_Data provided_

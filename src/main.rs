//! kubedeck - backend service for a local Kubernetes cluster dashboard
//!
//! Serves the JSON API the dashboard frontend polls: resource lists,
//! namespace topology, Helm releases, and a gatekept kubectl runner.

mod cli;
mod config;
mod exec;
mod helm;
mod kube;
mod models;
mod server;
mod services;
mod topology;

use anyhow::{Context, Result};
use clap::{Parser, Subcommand};

/// kubedeck - backend service for a local Kubernetes cluster dashboard
#[derive(Parser, Debug)]
#[command(name = "kubedeck")]
#[command(about = "Backend service for a local Kubernetes cluster dashboard", long_about = None)]
struct Args {
    /// Enable debug logging
    #[arg(long, short = 'd')]
    debug: bool,

    /// Listen address override (host:port)
    #[arg(long)]
    bind: Option<String>,

    /// Default namespace override
    #[arg(long, short = 'n')]
    namespace: Option<String>,

    /// Configuration subcommand
    #[command(subcommand)]
    command: Option<Command>,
}

/// Main commands
#[derive(Subcommand, Debug)]
enum Command {
    /// Configuration management
    Config {
        #[command(subcommand)]
        subcommand: ConfigSubcommand,
    },
}

/// Configuration management subcommands
#[derive(Subcommand, Debug)]
enum ConfigSubcommand {
    /// Get configuration value
    Get {
        /// Configuration key (e.g., "server.bind", "kubectl.binary")
        key: Option<String>,
    },
    /// Set configuration value
    Set {
        /// Configuration key (e.g., "server.bind", "kubectl.binary")
        key: String,
        /// Configuration value
        value: String,
    },
    /// List all configuration
    List,
    /// Show configuration file path
    Path,
    /// Validate configuration
    Validate,
}

#[tokio::main]
async fn main() -> Result<()> {
    let args = Args::parse();

    // Handle config subcommand
    if let Some(Command::Config { subcommand }) = args.command {
        return handle_config_command(subcommand);
    }

    // Initialize logging; debug routes to a tempfile so stderr stays usable
    let log_file = cli::init_logging(args.debug);
    if let Some(ref log_path) = log_file {
        eprintln!(
            "Debug logging enabled. Logs written to: {}",
            log_path.display()
        );
    }

    // Load configuration, then apply CLI overrides
    let mut config = config::ConfigLoader::load()
        .unwrap_or_else(|_| config::ConfigLoader::load_defaults());
    config.default_namespace = kube::get_default_namespace(&config.default_namespace);
    if let Some(bind) = args.bind {
        config.server.bind = bind;
    }
    if let Some(namespace) = args.namespace {
        config.default_namespace = namespace;
    }

    tracing::debug!(
        "Configuration loaded: bind={}, defaultNamespace={}, kubectl={}",
        config.server.bind,
        config.default_namespace,
        config.kubectl.binary
    );

    // Initialize Kubernetes client
    tracing::debug!("Initializing Kubernetes client");
    let client = kube::create_client()
        .await
        .context("Failed to connect to the Kubernetes cluster")?;
    let context = kube::get_context().await?;

    tracing::info!("Connected to Kubernetes cluster: {}", context);

    let state = server::AppState::new(&config, client, context);
    server::run(&config, state).await
}

/// Handle configuration subcommands
fn handle_config_command(cmd: ConfigSubcommand) -> Result<()> {
    use config::{get_config_value, paths, set_config_value, ConfigLoader};

    match cmd {
        ConfigSubcommand::Get { key } => {
            let config = ConfigLoader::load().context("Failed to load configuration")?;

            if let Some(key) = key {
                let value = get_config_value(&config, &key)?;
                println!("{}", value);
            } else {
                let yaml =
                    serde_yaml::to_string(&config).context("Failed to serialize configuration")?;
                print!("{}", yaml);
            }
        }
        ConfigSubcommand::Set { key, value } => {
            let mut config =
                ConfigLoader::load().unwrap_or_else(|_| ConfigLoader::load_defaults());

            set_config_value(&mut config, &key, &value)
                .with_context(|| format!("Failed to set {} = {}", key, value))?;

            ConfigLoader::save_root(&config).context("Failed to save configuration")?;
            println!("Configuration saved");
        }
        ConfigSubcommand::List => {
            let config = ConfigLoader::load().context("Failed to load configuration")?;
            let yaml =
                serde_yaml::to_string(&config).context("Failed to serialize configuration")?;
            print!("{}", yaml);
        }
        ConfigSubcommand::Path => {
            let config_path = paths::root_config_path();
            println!("{}", config_path.display());
        }
        ConfigSubcommand::Validate => match ConfigLoader::validate() {
            Ok(()) => {
                println!("Configuration is valid");
            }
            Err(e) => {
                eprintln!("Configuration validation failed: {}", e);
                std::process::exit(1);
            }
        },
    }

    Ok(())
}
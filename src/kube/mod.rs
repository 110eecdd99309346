//! Kubernetes client module
//!
//! Handles connection to the Kubernetes API server and provides a
//! configured client for use throughout the application.

pub mod actions;
pub mod fetch;

use anyhow::Result;
use kube::{Client, Config};

/// Initialize and return a Kubernetes client
///
/// Uses the default kubeconfig loading strategy:
/// 1. In-cluster config (if running in a pod)
/// 2. KUBECONFIG environment variable
/// 3. ~/.kube/config
pub async fn create_client() -> Result<Client> {
    let config = Config::infer().await?;
    let client = Client::try_from(config)?;
    Ok(client)
}

/// Get the current Kubernetes context name
pub async fn get_context() -> Result<String> {
    // Try to get context from KUBECONFIG or default location
    let kubeconfig_path = std::env::var("KUBECONFIG").ok().or_else(|| {
        let home = std::env::var("HOME").ok()?;
        Some(format!("{}/.kube/config", home))
    });

    if let Some(path) = kubeconfig_path {
        if let Ok(contents) = std::fs::read_to_string(&path) {
            // Parse current-context from kubeconfig
            for line in contents.lines() {
                if line.trim().starts_with("current-context:") {
                    if let Some(context) = line.split(':').nth(1) {
                        return Ok(context.trim().to_string());
                    }
                }
            }
        }
    }

    // Fallback: the config loaded, but the context name is unknown
    let _config = Config::infer().await?;
    Ok("default".to_string())
}

/// Get the namespace the dashboard opens on
///
/// The NAMESPACE environment variable overrides the config-file default.
pub fn get_default_namespace(config_default: &str) -> String {
    match std::env::var("NAMESPACE") {
        Ok(ns) if !ns.is_empty() => ns,
        _ => config_default.to_string(),
    }
}
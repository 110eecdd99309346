//! Configuration loading and merging logic
//!
//! Handles loading configuration from file and applying environment
//! overrides according to precedence rules.

use std::path::PathBuf;

use anyhow::{Context, Result};

use super::{defaults, paths, schema::Config};

/// Configuration loader
pub struct ConfigLoader;

impl ConfigLoader {
    /// Load configuration with all layers merged
    ///
    /// Precedence order (highest to lowest):
    /// 1. Environment variable overrides
    /// 2. Root config file
    /// 3. Built-in defaults
    pub fn load() -> Result<Config> {
        let mut config = match Self::load_file(&paths::root_config_path()) {
            Ok(file_config) => file_config,
            Err(_) => Self::load_defaults(),
        };

        config = Self::apply_env_overrides(config);
        Ok(config)
    }

    /// Load configuration from a file
    pub fn load_file(path: &PathBuf) -> Result<Config> {
        if !path.exists() {
            return Err(anyhow::anyhow!("Config file not found: {}", path.display()));
        }

        let contents = std::fs::read_to_string(path)
            .with_context(|| format!("Failed to read config file: {}", path.display()))?;

        let config: Config = serde_yaml::from_str(&contents)
            .with_context(|| format!("Failed to parse config file: {}", path.display()))?;

        Ok(config)
    }

    /// Validate configuration by loading and checking for errors
    pub fn validate() -> Result<()> {
        let root_path = paths::root_config_path();
        if root_path.exists() {
            let contents = std::fs::read_to_string(&root_path)
                .with_context(|| format!("Failed to read config file: {}", root_path.display()))?;

            // Parse with serde_yaml - this will catch YAML syntax errors
            let config: Config = serde_yaml::from_str(&contents)
                .with_context(|| format!("Failed to parse config file: {}", root_path.display()))?;

            if config.server.bind.parse::<std::net::SocketAddr>().is_err() {
                return Err(anyhow::anyhow!(
                    "server.bind is not a valid socket address: {}",
                    config.server.bind
                ));
            }
        }

        let _ = Self::load().context("Failed to load merged configuration")?;
        Ok(())
    }

    /// Load default configuration
    pub fn load_defaults() -> Config {
        defaults::default_config()
    }

    /// Save configuration to the root config file
    pub fn save_root(config: &Config) -> Result<()> {
        let dir = paths::config_dir();
        paths::ensure_dir(&dir)
            .with_context(|| format!("Failed to create config dir: {}", dir.display()))?;

        let yaml = serde_yaml::to_string(config).context("Failed to serialize configuration")?;
        let path = paths::root_config_path();
        std::fs::write(&path, yaml)
            .with_context(|| format!("Failed to write config file: {}", path.display()))?;
        Ok(())
    }

    /// Apply environment variable overrides
    ///
    /// - KUBEDECK_BIND overrides server.bind
    /// - KUBEDECK_KUBECTL overrides kubectl.binary
    fn apply_env_overrides(mut config: Config) -> Config {
        if let Ok(bind) = std::env::var("KUBEDECK_BIND") {
            if !bind.is_empty() {
                config.server.bind = bind;
            }
        }
        if let Ok(binary) = std::env::var("KUBEDECK_KUBECTL") {
            if !binary.is_empty() {
                config.kubectl.binary = binary;
            }
        }
        config
    }
}

#[cfg(test)]
mod tests {
    use super::*;
    use std::io::Write;

    #[test]
    fn test_load_file_parses_yaml() {
        let mut file = tempfile::NamedTempFile::new().unwrap();
        writeln!(file, "defaultNamespace: staging").unwrap();
        writeln!(file, "server:").unwrap();
        writeln!(file, "  bind: 0.0.0.0:9999").unwrap();

        let config = ConfigLoader::load_file(&file.path().to_path_buf()).unwrap();
        assert_eq!(config.default_namespace, "staging");
        assert_eq!(config.server.bind, "0.0.0.0:9999");
    }

    #[test]
    fn test_load_file_missing_path_errors() {
        let path = PathBuf::from("/nonexistent/kubedeck/config.yaml");
        assert!(ConfigLoader::load_file(&path).is_err());
    }

    #[test]
    fn test_load_file_rejects_bad_yaml() {
        let mut file = tempfile::NamedTempFile::new().unwrap();
        writeln!(file, "server: [not, a, mapping").unwrap();
        assert!(ConfigLoader::load_file(&file.path().to_path_buf()).is_err());
    }
}
//! Process execution for validated commands

use std::process::Stdio;

use async_trait::async_trait;
#[cfg(test)]
use mockall::automock;
use thiserror::Error;
use tokio::process::Command;

/// Errors from the exec facility.
///
/// Captured stderr is surfaced verbatim; truncation is the caller's choice.
#[derive(Debug, Error)]
pub enum ExecError {
    /// The process ran and exited non-zero
    #[error("command exited with status {status}: {stderr}")]
    NonZeroExit { status: i32, stderr: String },

    /// The process could not be started at all
    #[error("failed to start '{program}': {source}")]
    Spawn {
        program: String,
        #[source]
        source: std::io::Error,
    },
}

/// Seam between the HTTP layer and the operating system. The gatekeeper
/// must have approved the invocation before this trait is reached; the
/// runner is trusted to not re-validate.
#[cfg_attr(test, automock)]
#[async_trait]
pub trait CommandRunner: Send + Sync {
    /// Spawn `program` with the given argument vector and capture stdout.
    /// Non-zero exit or spawn failure surfaces as [`ExecError`].
    async fn run(&self, program: &str, args: &[String]) -> Result<String, ExecError>;
}

/// Runner backed by tokio::process. Always spawns with an argument array;
/// no shell is ever involved.
#[derive(Debug, Default, Clone)]
pub struct ProcessRunner;

#[async_trait]
impl CommandRunner for ProcessRunner {
    async fn run(&self, program: &str, args: &[String]) -> Result<String, ExecError> {
        tracing::debug!(program = %program, args = ?args, "spawning command");

        let output = Command::new(program)
            .args(args)
            .stdin(Stdio::null())
            .output()
            .await
            .map_err(|source| ExecError::Spawn {
                program: program.to_string(),
                source,
            })?;

        if output.status.success() {
            Ok(String::from_utf8_lossy(&output.stdout).into_owned())
        } else {
            let status = output.status.code().unwrap_or(-1);
            let stderr = String::from_utf8_lossy(&output.stderr).into_owned();
            tracing::debug!(program = %program, status, "command exited non-zero");
            Err(ExecError::NonZeroExit { status, stderr })
        }
    }
}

_Activity_
Each line above with the word "Option" must be returned.

_Answer for this exercise_
    bind: Option<String>,
    namespace: Option<String>,
    command: Option<Command>,
        key: Option<String>,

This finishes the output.